§ **Dataset entries**
※ ※ ※

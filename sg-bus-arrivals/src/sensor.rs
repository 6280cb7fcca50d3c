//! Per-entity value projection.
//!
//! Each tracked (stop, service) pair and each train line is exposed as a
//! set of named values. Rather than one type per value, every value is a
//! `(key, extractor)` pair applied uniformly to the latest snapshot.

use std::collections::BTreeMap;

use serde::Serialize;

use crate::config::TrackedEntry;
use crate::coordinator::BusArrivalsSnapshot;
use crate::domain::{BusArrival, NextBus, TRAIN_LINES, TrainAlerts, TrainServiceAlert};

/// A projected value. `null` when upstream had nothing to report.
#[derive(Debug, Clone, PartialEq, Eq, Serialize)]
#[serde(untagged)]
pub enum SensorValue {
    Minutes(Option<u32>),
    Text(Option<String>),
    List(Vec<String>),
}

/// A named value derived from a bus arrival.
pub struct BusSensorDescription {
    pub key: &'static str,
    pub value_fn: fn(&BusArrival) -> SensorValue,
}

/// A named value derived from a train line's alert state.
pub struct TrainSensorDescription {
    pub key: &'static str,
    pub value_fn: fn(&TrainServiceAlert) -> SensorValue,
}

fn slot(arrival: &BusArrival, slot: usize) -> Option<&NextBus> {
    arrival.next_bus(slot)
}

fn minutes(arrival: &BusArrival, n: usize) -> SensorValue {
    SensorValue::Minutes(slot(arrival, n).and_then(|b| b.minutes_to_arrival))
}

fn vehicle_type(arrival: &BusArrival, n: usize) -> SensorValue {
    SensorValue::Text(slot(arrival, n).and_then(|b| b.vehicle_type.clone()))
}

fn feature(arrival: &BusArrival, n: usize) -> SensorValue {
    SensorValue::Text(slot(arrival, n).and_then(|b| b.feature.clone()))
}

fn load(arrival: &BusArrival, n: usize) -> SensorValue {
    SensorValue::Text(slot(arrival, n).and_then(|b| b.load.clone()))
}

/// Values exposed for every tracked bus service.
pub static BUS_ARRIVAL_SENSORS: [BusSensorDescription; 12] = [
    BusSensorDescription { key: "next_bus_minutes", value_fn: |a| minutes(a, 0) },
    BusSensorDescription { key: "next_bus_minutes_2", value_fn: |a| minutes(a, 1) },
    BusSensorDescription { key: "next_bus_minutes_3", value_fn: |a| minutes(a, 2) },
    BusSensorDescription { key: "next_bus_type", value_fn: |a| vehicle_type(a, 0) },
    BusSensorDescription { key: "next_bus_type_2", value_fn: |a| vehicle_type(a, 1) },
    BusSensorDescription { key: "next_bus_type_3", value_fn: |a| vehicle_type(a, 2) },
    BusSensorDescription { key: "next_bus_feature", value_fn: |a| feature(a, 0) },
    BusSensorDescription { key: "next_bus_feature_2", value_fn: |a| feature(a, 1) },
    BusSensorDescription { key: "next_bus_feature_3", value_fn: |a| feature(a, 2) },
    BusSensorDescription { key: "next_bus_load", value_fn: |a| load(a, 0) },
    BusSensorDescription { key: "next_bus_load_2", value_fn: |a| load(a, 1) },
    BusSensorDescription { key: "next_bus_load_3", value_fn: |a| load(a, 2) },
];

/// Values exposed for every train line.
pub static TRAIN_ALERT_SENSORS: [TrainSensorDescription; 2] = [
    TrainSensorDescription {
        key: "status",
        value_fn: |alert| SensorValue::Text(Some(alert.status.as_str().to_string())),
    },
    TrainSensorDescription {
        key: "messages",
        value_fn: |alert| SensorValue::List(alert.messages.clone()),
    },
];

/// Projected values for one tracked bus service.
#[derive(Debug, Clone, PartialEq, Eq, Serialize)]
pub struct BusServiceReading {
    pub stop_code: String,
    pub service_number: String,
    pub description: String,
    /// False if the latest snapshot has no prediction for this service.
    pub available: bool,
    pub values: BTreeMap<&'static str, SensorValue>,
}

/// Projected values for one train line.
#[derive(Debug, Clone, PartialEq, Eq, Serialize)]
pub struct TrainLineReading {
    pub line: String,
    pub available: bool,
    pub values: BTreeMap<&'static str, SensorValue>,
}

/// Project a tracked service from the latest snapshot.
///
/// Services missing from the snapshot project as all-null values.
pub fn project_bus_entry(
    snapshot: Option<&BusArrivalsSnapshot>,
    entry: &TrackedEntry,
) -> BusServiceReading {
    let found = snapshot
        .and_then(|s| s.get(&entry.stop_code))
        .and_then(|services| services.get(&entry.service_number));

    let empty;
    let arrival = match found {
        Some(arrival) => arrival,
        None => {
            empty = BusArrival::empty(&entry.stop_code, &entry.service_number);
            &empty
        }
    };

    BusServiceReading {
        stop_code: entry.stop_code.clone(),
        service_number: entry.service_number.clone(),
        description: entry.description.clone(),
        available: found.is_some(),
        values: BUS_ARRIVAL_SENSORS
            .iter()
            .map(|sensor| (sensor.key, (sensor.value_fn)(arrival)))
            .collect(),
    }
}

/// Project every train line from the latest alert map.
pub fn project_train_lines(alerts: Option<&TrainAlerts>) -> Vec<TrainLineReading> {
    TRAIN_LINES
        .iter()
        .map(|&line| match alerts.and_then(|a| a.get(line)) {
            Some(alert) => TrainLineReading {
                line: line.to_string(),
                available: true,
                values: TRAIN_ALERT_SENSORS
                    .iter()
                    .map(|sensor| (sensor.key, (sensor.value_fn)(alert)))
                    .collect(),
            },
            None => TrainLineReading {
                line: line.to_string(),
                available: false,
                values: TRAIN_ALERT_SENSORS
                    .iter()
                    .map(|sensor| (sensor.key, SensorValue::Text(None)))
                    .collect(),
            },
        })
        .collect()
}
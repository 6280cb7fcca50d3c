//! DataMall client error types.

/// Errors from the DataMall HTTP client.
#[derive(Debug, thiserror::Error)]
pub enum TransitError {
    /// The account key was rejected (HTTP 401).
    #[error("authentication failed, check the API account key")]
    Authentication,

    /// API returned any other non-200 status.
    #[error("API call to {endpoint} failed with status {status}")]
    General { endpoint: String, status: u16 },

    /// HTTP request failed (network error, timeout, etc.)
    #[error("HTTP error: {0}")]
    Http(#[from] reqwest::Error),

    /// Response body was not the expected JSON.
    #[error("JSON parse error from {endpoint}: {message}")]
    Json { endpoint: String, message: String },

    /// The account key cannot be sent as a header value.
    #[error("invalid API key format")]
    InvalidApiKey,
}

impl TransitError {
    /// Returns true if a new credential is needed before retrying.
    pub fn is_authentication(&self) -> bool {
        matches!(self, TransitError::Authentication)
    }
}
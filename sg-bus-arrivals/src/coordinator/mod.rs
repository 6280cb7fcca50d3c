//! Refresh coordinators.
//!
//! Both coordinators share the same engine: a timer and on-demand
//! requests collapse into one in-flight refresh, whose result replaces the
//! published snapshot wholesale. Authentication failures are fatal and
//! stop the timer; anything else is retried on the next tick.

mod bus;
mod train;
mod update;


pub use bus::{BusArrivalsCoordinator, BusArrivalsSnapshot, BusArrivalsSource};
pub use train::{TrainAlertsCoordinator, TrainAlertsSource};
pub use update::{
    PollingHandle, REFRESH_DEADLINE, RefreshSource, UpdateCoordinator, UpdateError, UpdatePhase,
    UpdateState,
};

※ ※ ※

§ **What the exercise asks**
Taking the entries above, print exactly the lines starting at the line with "String, status: u16" and ending at the line with "result replaces the", both included.

§ **Your response**
    General { endpoint: String, status: u16 },

    /// HTTP request failed (network error, timeout, etc.)
    #[error("HTTP error: {0}")]
    Http(#[from] reqwest::Error),

    /// Response body was not the expected JSON.
    #[error("JSON parse error from {endpoint}: {message}")]
    Json { endpoint: String, message: String },

    /// The account key cannot be sent as a header value.
    #[error("invalid API key format")]
    InvalidApiKey,
}

impl TransitError {
    /// Returns true if a new credential is needed before retrying.
    pub fn is_authentication(&self) -> bool {
        matches!(self, TransitError::Authentication)
    }
}
filename sg-bus-arrivals/src/coordinator/mod.rs
repository 6280cb7fcca50d3c
//! Refresh coordinators.
//!
//! Both coordinators share the same engine: a timer and on-demand
//! requests collapse into one in-flight refresh, whose result replaces the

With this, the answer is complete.